Assignment: Every line below that holds the string "conversations" should be copied out.

<<<<

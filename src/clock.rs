use crate::config::OVERFLOW_EPOCH;

/// Outcome of normalizing one raw timestamp.
#[derive(Debug, Clone, Copy, PartialEq, Eq)]
pub enum ClockEvent {
    /// Ordinary advance; nothing notable happened.
    Normal,
    /// The 33-bit counter wrapped; the overflow accumulator was bumped.
    Overflow { delta: i64 },
    /// A backward jump or a forward jump beyond the discontinuity
    /// threshold that isn't a wrap; the worker should be restarted.
    Discontinuity { delta: i64 },
}

/// Tracks overflow state for a single timestamp domain (one stream's PTS,
/// or one stream's DTS) and converts raw 33-bit values into a monotone
/// 64-bit tick count.
///
/// Grounded in the overflow/discontinuity detection in the original
/// synchronizer's `receive_frame`: a backward jump is only treated as wrap
/// if the old timestamp was already in the upper half of its epoch: that
/// distinguishes true wraparound from a spurious backward jump near the
/// start of an epoch. The two thresholds are taken from [`crate::config::SyncConfig`]
/// rather than hardcoded, so an embedder can retune them without forking
/// this module.
#[derive(Debug)]
pub struct NormalizedClock {
    overflow: i64,
    last_full_time: Option<i64>,
    overflow_threshold: i64,
    discontinuity_threshold: i64,
}

impl NormalizedClock {
    pub fn new(overflow_threshold: i64, discontinuity_threshold: i64) -> Self {
        Self { overflow: 0, last_full_time: None, overflow_threshold, discontinuity_threshold }
    }

    /// Normalize one raw timestamp, returning the full time and what
    /// happened on the way there.
    pub fn normalize(&mut self, raw: i64) -> (i64, ClockEvent) {
        let Some(last) = self.last_full_time else {
            let full_time = raw + self.overflow;
            self.last_full_time = Some(full_time);
            return (full_time, ClockEvent::Normal);
        };

        let delta = raw + self.overflow - last;
        let mod_overflow = last.rem_euclid(OVERFLOW_EPOCH);

        let event = if delta < -self.overflow_threshold && mod_overflow > self.overflow_threshold {
            self.overflow += OVERFLOW_EPOCH;
            ClockEvent::Overflow { delta }
        } else if delta < 0 || delta > self.discontinuity_threshold {
            ClockEvent::Discontinuity { delta }
        } else {
            ClockEvent::Normal
        };

        let full_time = raw + self.overflow;
        self.last_full_time = Some(full_time);
        (full_time, event)
    }
}
use std::time::Instant;

use crate::clock::NormalizedClock;

/// Per-(source, sub_stream) state maintained by the ingest handler.
///
/// Mutated only by the ingest path for its own `(source, sub_stream)` pair
/// (single-writer); never touched by the sync worker or supervisor.
/// Grounded in the original synchronizer's per-source globals
/// (`found_key_frame`, `last_timestamp_pts`/`dts`, `overflow_pts`/`dts`) and
/// an AES67 stream handler's `StreamStats` counters.
#[derive(Debug)]
pub struct StreamState {
    pub found_key_frame: bool,
    pub first_timestamp: i64,
    pub last_full_time: Option<i64>,
    pts_clock: NormalizedClock,
    dts_clock: NormalizedClock,
    total_bytes: u64,
    clock_start: Option<Instant>,
    bitrate_bps: f64,
}

impl StreamState {
    pub fn new(overflow_threshold: i64, discontinuity_threshold: i64) -> Self {
        Self {
            found_key_frame: false,
            first_timestamp: 0,
            last_full_time: None,
            pts_clock: NormalizedClock::new(overflow_threshold, discontinuity_threshold),
            dts_clock: NormalizedClock::new(overflow_threshold, discontinuity_threshold),
            total_bytes: 0,
            clock_start: None,
            bitrate_bps: 0.0,
        }
    }

    pub fn pts_clock(&mut self) -> &mut NormalizedClock {
        &mut self.pts_clock
    }

    pub fn dts_clock(&mut self) -> &mut NormalizedClock {
        &mut self.dts_clock
    }

    /// Roll the instantaneous bitrate estimate forward by `bytes` received
    /// just now. Suitable for monitoring only.
    pub fn record_bytes(&mut self, bytes: u64) {
        let now = Instant::now();
        let start = *self.clock_start.get_or_insert(now);
        self.total_bytes += bytes;
        let elapsed = now.duration_since(start).as_secs_f64();
        if elapsed > 0.0 {
            self.bitrate_bps = (self.total_bytes as f64 * 8.0) / elapsed;
        }
    }

    pub fn bitrate_bps(&self) -> f64 {
        self.bitrate_bps
    }
}
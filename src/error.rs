use thiserror::Error;

/// Fatal errors surfaced at session construction or lifecycle transitions.
///
/// Transient and recoverable faults (dropped samples, discontinuities,
/// buffer overflow, audio stall) are never represented here -- they are
/// logged and handled by arming a worker restart. Only conditions that
/// prevent a session from existing at all reach this type.
#[derive(Error, Debug)]
pub enum SyncError {
    #[error("invalid configuration: {0}")]
    Config(String),

    #[error("failed to spawn sync worker thread: {0}")]
    WorkerSpawn(#[from] std::io::Error),

    #[error("supervisor is already running")]
    AlreadyRunning,

    #[error("supervisor is not running")]
    NotRunning,
}
use std::time::Duration;

use crate::error::SyncError;

/// Overflow epoch for 33-bit PTS/DTS values: 2^33.
pub const OVERFLOW_EPOCH: i64 = 8_589_934_592;

/// Magnitude of backward delta that, combined with the old timestamp being
/// in the upper half of its epoch, indicates genuine wraparound.
pub const OVERFLOW_THRESHOLD: i64 = 4_294_967_296;

/// Forward or backward jump beyond this many ticks (at 90 kHz) that isn't a
/// wrap is treated as a discontinuity.
pub const DISCONTINUITY_THRESHOLD: i64 = 60_000;

pub const MAX_SOURCES: u8 = 10;
pub const MAX_AUDIO_SUBSTREAMS: u8 = 4;

/// Validated configuration for a synchronizer session.
///
/// Construct via [`SyncConfig::new`] or [`SyncConfig::default`]; both paths
/// enforce the invariants the worker's readiness predicate depends on.
#[derive(Debug, Clone)]
pub struct SyncConfig {
    pub video_capacity: usize,
    pub audio_capacity: usize,
    pub active_sources: u8,
    pub overflow_threshold: i64,
    pub discontinuity_threshold: i64,
    pub audio_stall_limit: u32,
    pub worker_idle_sleep: Duration,
    pub max_sources: u8,
    pub max_audio_substreams: u8,
}

impl SyncConfig {
    pub fn new(active_sources: u8, video_capacity: usize, audio_capacity: usize) -> Result<Self, SyncError> {
        let cfg = Self {
            video_capacity,
            audio_capacity,
            active_sources,
            overflow_threshold: OVERFLOW_THRESHOLD,
            discontinuity_threshold: DISCONTINUITY_THRESHOLD,
            audio_stall_limit: 15,
            worker_idle_sleep: Duration::from_millis(5),
            max_sources: MAX_SOURCES,
            max_audio_substreams: MAX_AUDIO_SUBSTREAMS,
        };
        cfg.validate()?;
        Ok(cfg)
    }

    fn validate(&self) -> Result<(), SyncError> {
        if self.active_sources == 0 {
            return Err(SyncError::Config("active_sources must be >= 1".into()));
        }
        if self.active_sources > self.max_sources {
            return Err(SyncError::Config(format!(
                "active_sources {} exceeds max_sources {}",
                self.active_sources, self.max_sources
            )));
        }
        if self.max_sources > MAX_SOURCES {
            return Err(SyncError::Config(format!(
                "max_sources {} exceeds hard ceiling {}",
                self.max_sources, MAX_SOURCES
            )));
        }
        if self.max_audio_substreams > MAX_AUDIO_SUBSTREAMS {
            return Err(SyncError::Config(format!(
                "max_audio_substreams {} exceeds hard ceiling {}",
                self.max_audio_substreams, MAX_AUDIO_SUBSTREAMS
            )));
        }
        if self.video_capacity <= self.active_sources as usize {
            return Err(SyncError::Config(
                "video_capacity must exceed active_sources or the readiness predicate can never be satisfied".into(),
            ));
        }
        if self.audio_capacity <= self.active_sources as usize {
            return Err(SyncError::Config(
                "audio_capacity must exceed active_sources or the readiness predicate can never be satisfied".into(),
            ));
        }
        Ok(())
    }
}

impl Default for SyncConfig {
    fn default() -> Self {
        Self::new(1, 2_048, 2_048).expect("default configuration is always valid")
    }
}

#[cfg(test)]
mod tests {
    use super::*;

    #[test]
    fn default_is_valid() {
        let cfg = SyncConfig::default();
        assert_eq!(cfg.video_capacity, 2_048);
        assert_eq!(cfg.audio_stall_limit, 15);
    }

    #[test]
    fn rejects_zero_active_sources() {
        assert!(SyncConfig::new(0, 2_048, 2_048).is_err());
    }

    #[test]
    fn rejects_capacity_not_exceeding_active_sources() {
        assert!(SyncConfig::new(4, 4, 2_048).is_err());
    }

    #[test]
    fn rejects_active_sources_beyond_ceiling() {
        assert!(SyncConfig::new(20, 2_048, 2_048).is_err());
    }
}
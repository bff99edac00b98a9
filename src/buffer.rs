use crate::model::Frame;

/// A bounded, ordered priority queue of [`Frame`]s, ascending by
/// `full_time`. Ties are broken by insertion order (the frame inserted
/// first sorts first).
///
/// Grounded in the original synchronizer's array-backed frame queues
/// (`add_frame`/`dump_frames`/`use_frame`/`peek_frame`, all of which only
/// ever operate on index 0) and in a jitter buffer's ordered insert,
/// adapted from sequence-number ordering to `full_time` ordering.
#[derive(Debug)]
pub struct SortedFrameBuffer {
    frames: Vec<Frame>,
    capacity: usize,
    next_seq: u64,
}

/// Returned by [`SortedFrameBuffer::insert`] when the buffer has no room.
#[derive(Debug, Clone, Copy, PartialEq, Eq)]
pub struct BufferFull;

impl SortedFrameBuffer {
    pub fn new(capacity: usize) -> Self {
        Self { frames: Vec::with_capacity(capacity), capacity, next_seq: 0 }
    }

    pub fn capacity(&self) -> usize {
        self.capacity
    }

    pub fn len(&self) -> usize {
        self.frames.len()
    }

    pub fn is_empty(&self) -> bool {
        self.frames.is_empty()
    }

    /// Insert `frame`, placing it after every existing frame with
    /// `full_time <=` its own so ties preserve insertion order. Returns
    /// `Err(BufferFull)` without inserting if the buffer is at capacity.
    pub fn insert(&mut self, mut frame: Frame) -> Result<(), BufferFull> {
        if self.frames.len() >= self.capacity {
            return Err(BufferFull);
        }
        frame.insertion_seq = self.next_seq;
        self.next_seq += 1;

        let pos = self
            .frames
            .iter()
            .rposition(|existing| existing.full_time <= frame.full_time)
            .map(|i| i + 1)
            .unwrap_or(0);
        self.frames.insert(pos, frame);
        Ok(())
    }

    /// Look at the earliest frame without removing it.
    pub fn peek_head(&self) -> Option<&Frame> {
        self.frames.first()
    }

    /// Remove and return the earliest frame.
    pub fn pop_head(&mut self) -> Option<Frame> {
        if self.frames.is_empty() {
            None
        } else {
            Some(self.frames.remove(0))
        }
    }

    /// Remove every frame, in ascending order, passing each to `dispose`.
    pub fn drain(&mut self, mut dispose: impl FnMut(Frame)) {
        for frame in self.frames.drain(..) {
            dispose(frame);
        }
    }

    /// True if the buffer's contents are non-decreasing in `full_time`.
    /// Used by tests to check the insert invariant holds.
    #[cfg(test)]
    fn is_sorted(&self) -> bool {
        self.frames.windows(2).all(|pair| pair[0].full_time <= pair[1].full_time)
    }
}

#[cfg(test)]
mod tests {
    use super::*;
    use crate::model::{FrameKind, MediaKind};
    use quickcheck_macros::quickcheck;

    fn test_frame(full_time: i64) -> Frame {
        Frame {
            payload: vec![],
            pts_raw: full_time,
            dts_raw: None,
            full_time,
            duration: 0,
            first_timestamp: 0,
            source: 0,
            sub_stream: 0,
            sync_frame: false,
            media_kind: MediaKind::H264,
            frame_kind: FrameKind::Video,
            language_tag: [0; 4],
            insertion_seq: 0,
        }
    }

    #[test]
    fn pop_head_is_global_minimum() {
        let mut buf = SortedFrameBuffer::new(8);
        for t in [50, 10, 30, 20] {
            buf.insert(test_frame(t)).unwrap();
        }
        assert!(buf.is_sorted());
        assert_eq!(buf.pop_head().unwrap().full_time, 10);
        assert_eq!(buf.pop_head().unwrap().full_time, 20);
    }

    #[test]
    fn ties_keep_insertion_order() {
        let mut buf = SortedFrameBuffer::new(8);
        buf.insert(test_frame(100)).unwrap();
        buf.insert(test_frame(100)).unwrap();
        buf.insert(test_frame(100)).unwrap();
        assert_eq!(buf.pop_head().unwrap().insertion_seq, 0);
        assert_eq!(buf.pop_head().unwrap().insertion_seq, 1);
        assert_eq!(buf.pop_head().unwrap().insertion_seq, 2);
    }

    #[test]
    fn rejects_insert_past_capacity() {
        let mut buf = SortedFrameBuffer::new(2);
        buf.insert(test_frame(1)).unwrap();
        buf.insert(test_frame(2)).unwrap();
        assert_eq!(buf.insert(test_frame(3)), Err(BufferFull));
    }

    #[test]
    fn drain_releases_every_frame() {
        let mut buf = SortedFrameBuffer::new(8);
        for t in [1, 2, 3] {
            buf.insert(test_frame(t)).unwrap();
        }
        let mut released = Vec::new();
        buf.drain(|f| released.push(f.full_time));
        assert_eq!(released, vec![1, 2, 3]);
        assert!(buf.is_empty());
    }

    #[quickcheck]
    fn insert_keeps_buffer_sorted(times: Vec<i64>) -> bool {
        let mut buf = SortedFrameBuffer::new(times.len().max(1) + 1);
        for t in times {
            let _ = buf.insert(test_frame(t));
        }
        buf.is_sorted()
    }
}
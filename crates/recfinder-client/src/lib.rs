//! Contact-center REST API client for recording metadata.
//!
//! This crate provides:
//! - Client-credentials authentication with retry and exponential backoff
//! - Cursor pagination over the recordings query endpoint
//! - Per-conversation recording fetch with envelope normalization
//! - Request pacing and batch cooldowns
//! - Best-effort conversation detail and recording status lookups

pub mod auth;
pub mod client;
pub mod config;
pub mod error;
pub mod metrics;
pub mod normalize;
pub mod pacing;
pub mod pagination;
pub mod retry;

pub use auth::{Authenticator, Session};
pub use client::RecordingsClient;
pub use config::{ClientConfig, Credentials, DEFAULT_ENVIRONMENT};
pub use error::{ClientError, ClientResult};
pub use normalize::{normalize_envelope, recordings_from_body};
pub use pacing::{BatchCooldown, PacingConfig, RequestPacer};
pub use pagination::QueryCursor;
pub use retry::RetryConfig;
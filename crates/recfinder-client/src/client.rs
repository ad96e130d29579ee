//! Recordings REST API client.
//!
//! Covers exactly the endpoints needed to enumerate recordings:
//! - recordings query (paginated, see [`crate::pagination`])
//! - per-conversation recording list (the detail fetcher)
//! - conversation detail and single recording status lookups

use std::sync::Arc;
use std::time::Duration;

use reqwest::header::HeaderMap;
use reqwest::{Client, StatusCode};
use serde_json::{Map, Value};
use tracing::{debug, error, info, warn};

use recfinder_models::{ConversationId, QueryInterval, RecordingQuery, RecordingQueryPage, RecordingRecord};

use crate::auth::Authenticator;
use crate::config::ClientConfig;
use crate::error::{ClientError, ClientResult};
use crate::metrics::{observe, record_recordings_fetched};
use crate::normalize::recordings_from_body;
use crate::pacing::RequestPacer;
use crate::pagination::QueryCursor;
use crate::retry::with_retry_when;

/// Prefix of response bodies included in log lines.
const BODY_LOG_LIMIT: usize = 500;

/// Client for the recordings API.
pub struct RecordingsClient {
    http: Client,
    config: ClientConfig,
    auth: Arc<Authenticator>,
    pacer: Arc<RequestPacer>,
}

impl Clone for RecordingsClient {
    fn clone(&self) -> Self {
        Self {
            http: self.http.clone(),
            config: self.config.clone(),
            auth: Arc::clone(&self.auth),
            pacer: Arc::clone(&self.pacer),
        }
    }
}

impl RecordingsClient {
    /// Build a client without contacting the API.
    pub fn new(config: ClientConfig) -> ClientResult<Self> {
        config.validate()?;

        let http = Client::builder()
            .timeout(config.timeout)
            .connect_timeout(config.connect_timeout)
            .pool_idle_timeout(Duration::from_secs(90))
            .user_agent(concat!("recfinder/", env!("CARGO_PKG_VERSION")))
            .build()
            .map_err(ClientError::Network)?;

        let auth = Arc::new(Authenticator::new(http.clone(), &config));
        let pacer = Arc::new(RequestPacer::new(config.pacing.request_interval));

        Ok(Self {
            http,
            config,
            auth,
            pacer,
        })
    }

    /// Build a client and authenticate. Authentication failure is fatal.
    pub async fn connect(config: ClientConfig) -> ClientResult<Self> {
        let client = Self::new(config)?;
        client.auth.authenticate().await?;
        info!(
            environment = %client.config.environment,
            api = %client.config.api_base_url,
            "Connected to recordings API"
        );
        Ok(client)
    }

    /// Create from environment variables and authenticate.
    pub async fn from_env() -> ClientResult<Self> {
        Self::connect(ClientConfig::from_env()?).await
    }

    pub fn config(&self) -> &ClientConfig {
        &self.config
    }

    pub fn authenticator(&self) -> &Authenticator {
        &self.auth
    }

    /// Re-run the credentials exchange.
    pub async fn authenticate(&self) -> ClientResult<()> {
        self.auth.authenticate().await
    }

    /// Cursor over the recordings query for an interval.
    pub fn query_cursor(&self, interval: &QueryInterval) -> QueryCursor {
        QueryCursor::new(interval)
    }

    fn api_url(&self, path: &str) -> String {
        format!("{}{}", self.config.api_base_url, path)
    }

    fn conversation_url(&self, conversation_id: &ConversationId) -> String {
        self.api_url(&format!(
            "/api/v2/conversations/{}",
            urlencoding::encode(conversation_id.as_str())
        ))
    }

    /// Current session headers, authenticating first if there is no session.
    async fn headers(&self) -> ClientResult<HeaderMap> {
        if self.auth.session().await.is_none() {
            self.auth.authenticate().await?;
        }
        self.auth.headers().await
    }

    // =========================================================================
    // Recordings query
    // =========================================================================

    /// Fetch one page of the recordings query.
    pub async fn query_recordings(&self, query: &RecordingQuery) -> ClientResult<RecordingQueryPage> {
        let url = self.api_url("/api/v2/recordings/query");

        observe("query_recordings", async {
            let headers = self.headers().await?;
            info!(page = query.current_page(), interval = %query.interval, "Fetching recordings query page");

            let response = self.http.post(&url).headers(headers).json(query).send().await?;
            let status = response.status();
            let body = response.text().await?;
            debug!(status = status.as_u16(), body = %truncate(&body), "Recordings query response");

            if !status.is_success() {
                return Err(ClientError::from_http_status(
                    status.as_u16(),
                    format!("{} failed: {}", url, truncate(&body)),
                ));
            }

            serde_json::from_str(&body).map_err(|e| {
                ClientError::invalid_response(format!(
                    "recordings query page: {} (body prefix: {})",
                    e,
                    truncate(&body)
                ))
            })
        })
        .await
    }

    // =========================================================================
    // Detail fetch
    // =========================================================================

    /// Single paced attempt at a conversation's recording list.
    pub async fn conversation_recordings(
        &self,
        conversation_id: &ConversationId,
    ) -> ClientResult<Vec<RecordingRecord>> {
        let url = format!("{}/recordings", self.conversation_url(conversation_id));

        observe("conversation_recordings", async {
            self.pacer.wait().await;
            let headers = self.headers().await?;

            let response = self.http.get(&url).headers(headers).send().await?;
            let status = response.status();
            let body = response.text().await?;

            if !status.is_success() {
                return Err(ClientError::from_http_status(
                    status.as_u16(),
                    format!("{} failed: {}", url, truncate(&body)),
                ));
            }

            let json: Value = serde_json::from_str(&body)?;
            Ok(recordings_from_body(conversation_id, json))
        })
        .await
    }

    /// Recording list for a conversation, degrading to an empty list.
    ///
    /// Transport failures and non-2xx statuses are retried; before each
    /// retry the session is renewed (token expiry is the usual cause) and
    /// the backoff delay is applied. Exhausted retries, a failed re-authentication or a
    /// malformed body are logged and yield no records.
    pub async fn fetch_recordings(&self, conversation_id: &ConversationId) -> Vec<RecordingRecord> {
        let result = with_retry_when(
            &self.config.retry,
            "fetch_recordings",
            ClientError::is_failed_exchange,
            || self.conversation_recordings(conversation_id),
            |attempt| async move {
                debug!(
                    conversation_id = %conversation_id,
                    attempt = attempt + 1,
                    "Re-authenticating before retry"
                );
                self.auth.authenticate().await
            },
        )
        .await;

        match result {
            Ok(records) => {
                debug!(
                    conversation_id = %conversation_id,
                    count = records.len(),
                    "Retrieved recordings"
                );
                record_recordings_fetched(records.len());
                records
            }
            Err(e) => {
                error!(
                    conversation_id = %conversation_id,
                    "Failed to retrieve recordings after {} attempts: {}",
                    self.config.retry.max_attempts,
                    e
                );
                Vec::new()
            }
        }
    }

    // =========================================================================
    // Best-effort lookups
    // =========================================================================

    /// Conversation detail. `None` when not visible or on any failure.
    pub async fn conversation_details(&self, conversation_id: &ConversationId) -> Option<Value> {
        let url = self.conversation_url(conversation_id);

        let result = observe("conversation_details", async {
            let headers = self.headers().await?;
            let response = self.http.get(&url).headers(headers).send().await?;
            let status = response.status();

            match status {
                StatusCode::OK => Ok(response.json::<Value>().await?),
                _ => {
                    let body = response.text().await.unwrap_or_default();
                    Err(ClientError::from_http_status(status.as_u16(), truncate(&body)))
                }
            }
        })
        .await;

        match result {
            Ok(details) => Some(details),
            Err(ClientError::PermissionDenied(body)) => {
                warn!(
                    conversation_id = %conversation_id,
                    status = 403,
                    body = %body,
                    "Not authorized to access conversation details"
                );
                None
            }
            Err(e) => {
                warn!(
                    conversation_id = %conversation_id,
                    status = ?e.http_status(),
                    "Failed to retrieve conversation details: {}",
                    e
                );
                None
            }
        }
    }

    /// Status of a single recording. Empty map when the body is empty,
    /// malformed or not an object, or the request fails.
    pub async fn recording_status(
        &self,
        conversation_id: &ConversationId,
        recording_id: &str,
    ) -> Map<String, Value> {
        let url = format!(
            "{}/recordings/{}",
            self.conversation_url(conversation_id),
            urlencoding::encode(recording_id)
        );

        let result = observe("recording_status", async {
            let headers = self.headers().await?;
            let response = self.http.get(&url).headers(headers).send().await?;
            let status = response.status();
            let body = response.text().await?;
            info!(url = %url, status = status.as_u16(), "Recording status response");
            debug!(body = %truncate(&body), "Recording status body");
            Ok(body)
        })
        .await;

        match result {
            Ok(body) => parse_status_body(&body),
            Err(e) => {
                warn!(url = %url, "Error checking recording status: {}", e);
                Map::new()
            }
        }
    }
}

fn parse_status_body(body: &str) -> Map<String, Value> {
    if body.trim().is_empty() {
        warn!("Empty recording status body");
        return Map::new();
    }

    match serde_json::from_str::<Value>(body) {
        Ok(Value::Object(map)) => map,
        Ok(other) => {
            warn!(kind = json_kind(&other), "Recording status body is not an object");
            Map::new()
        }
        Err(e) => {
            warn!(body = %truncate(body), "Recording status body is not valid JSON: {}", e);
            Map::new()
        }
    }
}

fn json_kind(value: &Value) -> &'static str {
    match value {
        Value::Null => "null",
        Value::Bool(_) => "bool",
        Value::Number(_) => "number",
        Value::String(_) => "string",
        Value::Array(_) => "array",
        Value::Object(_) => "object",
    }
}

fn truncate(body: &str) -> &str {
    match body.char_indices().nth(BODY_LOG_LIMIT) {
        Some((idx, _)) => &body[..idx],
        None => body,
    }
}

#[cfg(test)]
mod tests {
    use super::*;
    use serde_json::json;

    #[test]
    fn test_parse_status_body_tolerates_bad_input() {
        assert!(parse_status_body("").is_empty());
        assert!(parse_status_body("   ").is_empty());
        assert!(parse_status_body("{not json").is_empty());
        assert!(parse_status_body("[1, 2]").is_empty());
    }

    #[test]
    fn test_parse_status_body_object() {
        let map = parse_status_body(r#"{"id": "r1", "fileState": "AVAILABLE"}"#);
        assert_eq!(map.get("fileState"), Some(&json!("AVAILABLE")));
    }

    #[test]
    fn test_truncate_respects_char_boundaries() {
        let long = "é".repeat(BODY_LOG_LIMIT + 10);
        assert_eq!(truncate(&long).chars().count(), BODY_LOG_LIMIT);
        assert_eq!(truncate("short"), "short");
    }

    #[test]
    fn test_new_validates_config() {
        let config = ClientConfig::new("", "secret", "mypurecloud.com");
        assert!(matches!(RecordingsClient::new(config), Err(ClientError::Config(_))));
    }

    #[test]
    fn test_conversation_url_encodes_id() {
        let client = RecordingsClient::new(
            ClientConfig::new("id", "secret", "mypurecloud.com"),
        )
        .unwrap();
        assert_eq!(
            client.conversation_url(&ConversationId::from("a b/c")),
            "https://api.mypurecloud.com/api/v2/conversations/a%20b%2Fc"
        );
    }
}
//! Request pacing.
//!
//! Two granularities:
//! - [`RequestPacer`]: minimum spacing between dependent per-conversation
//!   requests, backed by a `governor` rate limiter with a burst of one.
//! - [`BatchCooldown`]: a longer pause after every N processed identifiers
//!   in batch runs.

use std::time::Duration;

use governor::clock::DefaultClock;
use governor::state::{InMemoryState, NotKeyed};
use governor::{Quota, RateLimiter};
use tracing::{debug, info};

/// Direct (unkeyed) governor limiter.
pub type DirectRateLimiter = RateLimiter<NotKeyed, InMemoryState, DefaultClock>;

/// Pacing configuration.
#[derive(Debug, Clone, PartialEq, Eq)]
pub struct PacingConfig {
    /// Minimum spacing between dependent requests.
    pub request_interval: Duration,
    /// Cool down after this many processed identifiers (0 disables).
    pub cooldown_every: usize,
    /// Length of each cooldown.
    pub cooldown: Duration,
}

impl Default for PacingConfig {
    fn default() -> Self {
        Self {
            request_interval: Duration::from_millis(200),
            cooldown_every: 50,
            cooldown: Duration::from_secs(5),
        }
    }
}

impl PacingConfig {
    /// Create config from environment variables.
    pub fn from_env() -> Self {
        let defaults = Self::default();
        Self {
            request_interval: std::env::var("RECFINDER_REQUEST_INTERVAL_MS")
                .ok()
                .and_then(|s| s.parse().ok())
                .map(Duration::from_millis)
                .unwrap_or(defaults.request_interval),
            cooldown_every: std::env::var("RECFINDER_COOLDOWN_EVERY")
                .ok()
                .and_then(|s| s.parse().ok())
                .unwrap_or(defaults.cooldown_every),
            cooldown: std::env::var("RECFINDER_COOLDOWN_SECS")
                .ok()
                .and_then(|s| s.parse().ok())
                .map(Duration::from_secs)
                .unwrap_or(defaults.cooldown),
        }
    }

    /// Cooldown schedule for a batch run.
    pub fn batch_cooldown(&self) -> BatchCooldown {
        BatchCooldown::new(self.cooldown_every, self.cooldown)
    }
}

/// Enforces a minimum interval between dependent requests.
///
/// The first request passes immediately; each later one waits until
/// `interval` has elapsed since the previous permit.
pub struct RequestPacer {
    limiter: Option<DirectRateLimiter>,
    interval: Duration,
}

impl RequestPacer {
    /// Create a pacer. A zero interval disables pacing.
    pub fn new(interval: Duration) -> Self {
        Self {
            limiter: Quota::with_period(interval).map(RateLimiter::direct),
            interval,
        }
    }

    pub fn interval(&self) -> Duration {
        self.interval
    }

    /// Wait for the next request slot.
    pub async fn wait(&self) {
        if let Some(limiter) = &self.limiter {
            limiter.until_ready().await;
        }
    }
}

impl std::fmt::Debug for RequestPacer {
    fn fmt(&self, f: &mut std::fmt::Formatter<'_>) -> std::fmt::Result {
        f.debug_struct("RequestPacer")
            .field("interval", &self.interval)
            .finish()
    }
}

/// Periodic cooldown over long identifier batches.
#[derive(Debug, Clone)]
pub struct BatchCooldown {
    every: usize,
    duration: Duration,
    applied: usize,
}

impl BatchCooldown {
    pub fn new(every: usize, duration: Duration) -> Self {
        Self {
            every,
            duration,
            applied: 0,
        }
    }

    /// Whether a cooldown follows the `processed`-th item (1-based).
    pub fn is_due(&self, processed: usize) -> bool {
        self.every > 0 && processed > 0 && processed % self.every == 0
    }

    /// Sleep if a cooldown is due after `processed` items. Returns whether
    /// one was applied.
    pub async fn after_item(&mut self, processed: usize) -> bool {
        if !self.is_due(processed) {
            return false;
        }

        info!(
            processed,
            cooldown_secs = self.duration.as_secs_f64(),
            "Pausing to avoid rate limits"
        );
        tokio::time::sleep(self.duration).await;
        self.applied += 1;
        debug!(applied = self.applied, "Cooldown finished");
        true
    }

    /// Number of cooldowns applied so far.
    pub fn applied(&self) -> usize {
        self.applied
    }
}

>>>>

Task output:
            "/api/v2/conversations/{}",
            "https://api.mypurecloud.com/api/v2/conversations/a%20b%2Fc"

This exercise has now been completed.